▶ Task data:
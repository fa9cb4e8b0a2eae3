//! Crate-wide error type.
//!
//! Only the *abort-current-declaration* failure class (see the crate's
//! `README`/spec §7) flows through this type. Reported-and-continued
//! diagnostics never become an `Error` — they go to a [`crate::diagnostic::DiagnosticSink`]
//! and the caller keeps going with a best-effort value.

use std::fmt;
use thiserror::Error;

use crate::token::TokenId;

/// The crate's standard result shape.
pub type Result<T> = std::result::Result<T, Error>;

#[derive(Error, Debug)]
pub enum Error {
    /// Grammar error: a required token was missing, or the specifier state
    /// left no salvageable type. Caught by the Declaration Coordinator at
    /// the next declaration boundary.
    #[error("parsing failed at token {0}: {1}")]
    Syntax(TokenId, SyntaxError),

    /// The type arena ran out of room for a new descriptor. Treated as
    /// fatal: it propagates out of the translation unit unconditionally.
    #[error("type arena exhausted")]
    ArenaExhausted,
}

#[derive(Debug, Clone, PartialEq, Eq)]
pub enum SyntaxError {
    /// `expected` names the grammar rule or token category; `found` is a
    /// human-readable rendering of what was actually at the cursor.
    Expected {
        expected: &'static str,
        found: String,
    },
    /// The decl-specifier sequence could not be reduced to any type at all
    /// (e.g. two mutually exclusive descriptor specifiers).
    NoSalvageableType,
    /// A nested function definition was found where only a declaration was
    /// allowed.
    FuncNotInRoot,
}

impl fmt::Display for SyntaxError {
    fn fmt(&self, f: &mut fmt::Formatter<'_>) -> fmt::Result {
        match self {
            SyntaxError::Expected { expected, found } => {
                write!(f, "expected {}, found {}", expected, found)
            }
            SyntaxError::NoSalvageableType => write!(f, "no salvageable type"),
            SyntaxError::FuncNotInRoot => write!(f, "function definition not allowed here"),
        }
    }
}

▶ Work to complete: From the first line of the data above through the line containing "use thiserror::Error;", set each line down again exactly; include both ends and omit everything else.

▶ Task output:
repository fa9cb4e8b0a2eae3
//! Crate-wide error type.
//!
//! Only the *abort-current-declaration* failure class (see the crate's
//! `README`/spec §7) flows through this type. Reported-and-continued
//! diagnostics never become an `Error` — they go to a [`crate::diagnostic::DiagnosticSink`]
//! and the caller keeps going with a best-effort value.

use std::fmt;
use thiserror::Error;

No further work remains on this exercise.